SOLDIER BOY, 1948. YOUR MUSE KISSES MY MUSE.
THERE'S A PROBLEM WITH HER TRAILER THAT NO ONE SEEMS TO BE ABLE TO SOLVE.
the hinges of her door — they squeak. the brass vocal chords stripped down from overuse into some ever-repeating squeal like she's got andy hardy for a stage door johnny. it's far from the most grating male attention she's dealt, but the fact is that this is only a symptom of the actual illness: her lock is broken, and nobody's willing to fix it. she's asked and asked and asked. pushed. demanded.
but there's an open-door policy when it comes to white diamond ⸺
when you want her, she's available.
the only person that's made an attempt at fixing it is @amerigasms, and he finds solutions the way a blunt object does: with full weight and a hard swing. in the case of her ever-revolving door, it's his shield rather than his body: the slant of concentrated tungsten lodged between the floor and the entry, leaving an indentation in both — like it does now, alerting her to turn around. the metal creaks at the impact, but doesn't give.
so far as bedpost notches go, it's a particular visible one. tacky for it. the grooves — multiple by now, demarcating time like violent tree rings — are going to be there until production inevitably hammers it back in or subs out the actual door. the indents his shield leaves are so deep that the raised lines go hot from sun exposure, the jutting metal soaking up the heat. she knows this because she touched one just last week, pressing her fingers to where it looked like metallic gills, the burn making her hand jump away in the same second.
she turns back to what she's doing, twisting the cap on a bottle of scotch even as she hears his footfall, but it doesn't matter. they call soldier boy the strongest man alive, and dove knows it to be true. has the experience to prove it: no matter what excuse she puts between them, he's capable of prying it apart.
"ben," he's warm even through the suit and the coat of her pride. she tries to sound cautioning, but her mouth pries open into laughter at the familiarity, the body's anticipatory giddiness of a heat it recognizes. craves, in increasing amounts. waves of nausea.
and then he kisses her. his mouth on hers once it's exposed, an impulse which is either like a soldier or an animal or, most likely, a man. like a woman, she folds into it. him. her eyes close, a hand moving up and over the expanse of his chest to where the last ring of kevlar is. she prefers touching skin; a predilection that's partially responsible for the establishing of this ritual. the vein in his neck is hot and immovable like those imprints on the outside her door. taut with strain. she lays a thumbpad over it and doesn't pull away.
that doesn't mean it doesn't burn.
there's a knock at her door, hesistant, that she doesn't address. she knows, same as he will, that in all likelihood it's someone from production. as an asset she's far easier to control than soldier boy; she knows this. she also knows that gets harder when they're together ⸺ vought holds the leash, but ben being near frequently emboldens her to slip it.
BECAUSE THEY'RE ANIMALS, THE PAIR OF THEM. some of the rarest on earth, and certainly the most deadly. it's why she isn't unaware of the fact that each time he does this, it locks her in with him the same way it obstructs others from entering, but why it doesn't frighten her either. they've been in an enclosure fenced off from the rest of the world for years. this is just the gate locking from the inside.
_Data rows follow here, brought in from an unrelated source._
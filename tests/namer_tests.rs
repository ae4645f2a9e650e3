// Junk file naming: gap scanning and continuation across runs

use junkgen::namer::{file_name, find_start_index, next_available_name};
use std::fs;

#[test]
fn empty_directory_starts_at_zero() {
    let dir = tempfile::TempDir::new().unwrap();
    assert_eq!(find_start_index(dir.path()).unwrap(), 0);
    assert_eq!(
        next_available_name(dir.path(), 0).unwrap(),
        ("JunkFile_00000000.dat".to_string(), 1)
    );
}

#[test]
fn start_index_continues_past_contiguous_files() {
    let dir = tempfile::TempDir::new().unwrap();
    for i in 0..3 {
        fs::write(dir.path().join(file_name(i)), b"old").unwrap();
    }
    assert_eq!(find_start_index(dir.path()).unwrap(), 3);
}

#[test]
fn next_name_skips_existing_files() {
    let dir = tempfile::TempDir::new().unwrap();
    // gap at 1, occupied 0, 2, 3
    for i in [0, 2, 3] {
        fs::write(dir.path().join(file_name(i)), b"old").unwrap();
    }
    assert_eq!(find_start_index(dir.path()).unwrap(), 1);

    let (name, next) = next_available_name(dir.path(), 1).unwrap();
    assert_eq!(name, "JunkFile_00000001.dat");
    assert_eq!(next, 2);

    fs::write(dir.path().join(&name), b"new").unwrap();
    let (name, next) = next_available_name(dir.path(), next).unwrap();
    assert_eq!(name, "JunkFile_00000004.dat");
    assert_eq!(next, 5);
}

#[test]
fn unrelated_files_do_not_block_names() {
    let dir = tempfile::TempDir::new().unwrap();
    fs::write(dir.path().join("JunkFile_00000000.txt"), b"x").unwrap();
    fs::write(dir.path().join("notes.dat"), b"x").unwrap();
    assert_eq!(find_start_index(dir.path()).unwrap(), 0);
}

#[test]
fn directories_count_as_taken_names() {
    let dir = tempfile::TempDir::new().unwrap();
    fs::create_dir(dir.path().join(file_name(0))).unwrap();
    assert_eq!(find_start_index(dir.path()).unwrap(), 1);
}
// Shared test helpers: free-space fakes and directory inspection

#![allow(dead_code)]

use junkgen::disk_repo::FreeSpaceProbe;
use junkgen::namer::FILE_PREFIX;
use std::path::{Path, PathBuf};
use std::sync::atomic::{AtomicUsize, Ordering};
use std::time::Duration;

/// Always reports the same free space.
pub struct FixedProbe(pub u64);

impl FreeSpaceProbe for FixedProbe {
    fn free_bytes(&self, _path: &Path) -> u64 {
        self.0
    }
}

/// Starts at `initial` and shrinks by exactly the bytes of junk files present in `dir`.
pub struct ShrinkingProbe {
    pub initial: u64,
    pub dir: PathBuf,
}

impl FreeSpaceProbe for ShrinkingProbe {
    fn free_bytes(&self, _path: &Path) -> u64 {
        self.initial.saturating_sub(junk_bytes(&self.dir))
    }
}

/// Fixed free space, but every probe takes `delay` (stretches a run for cancellation tests).
pub struct SlowProbe {
    pub free: u64,
    pub delay: Duration,
}

impl FreeSpaceProbe for SlowProbe {
    fn free_bytes(&self, _path: &Path) -> u64 {
        std::thread::sleep(self.delay);
        self.free
    }
}

/// Reports `free` for the first `answers` calls, then panics (kills the worker mid-run).
pub struct PanickingSpace {
    pub free: u64,
    pub answers: usize,
    pub calls: AtomicUsize,
}

impl PanickingSpace {
    pub fn new(free: u64, answers: usize) -> Self {
        Self {
            free,
            answers,
            calls: AtomicUsize::new(0),
        }
    }
}

impl FreeSpaceProbe for PanickingSpace {
    fn free_bytes(&self, _path: &Path) -> u64 {
        if self.calls.fetch_add(1, Ordering::SeqCst) >= self.answers {
            panic!("free space query exploded");
        }
        self.free
    }
}

/// Sorted (name, size) of every `JunkFile_*` in `dir`.
pub fn junk_files(dir: &Path) -> Vec<(String, u64)> {
    let mut files: Vec<(String, u64)> = std::fs::read_dir(dir)
        .unwrap()
        .filter_map(|e| e.ok())
        .filter_map(|e| {
            let name = e.file_name().to_string_lossy().into_owned();
            if !name.starts_with(FILE_PREFIX) {
                return None;
            }
            let size = e.metadata().ok()?.len();
            Some((name, size))
        })
        .collect();
    files.sort();
    files
}

pub fn junk_bytes(dir: &Path) -> u64 {
    junk_files(dir).iter().map(|(_, size)| size).sum()
}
"you were late." she says into his mouth, not yet departed, her voice echoing from somewhere inside it. it's quiet and heady with the honey his nearness always thickens her blood into. "to set." which means they were all late. there's no movie without soldier boy, but they act like there's no america without him either ⸺ which is why he gets away with showing up so late to the goddamn set.
she puts her palms flat on his chest and pushes. that amount of strength does nothing to him, but it's not for him. she needs momentum to make herself separate.
"i told you." dove runs a hand through the nape of her hair, a replacement-touch, making an offering to her buzzing nerve endings. it's a poor substitute. "i don't have time. i've got to get ready."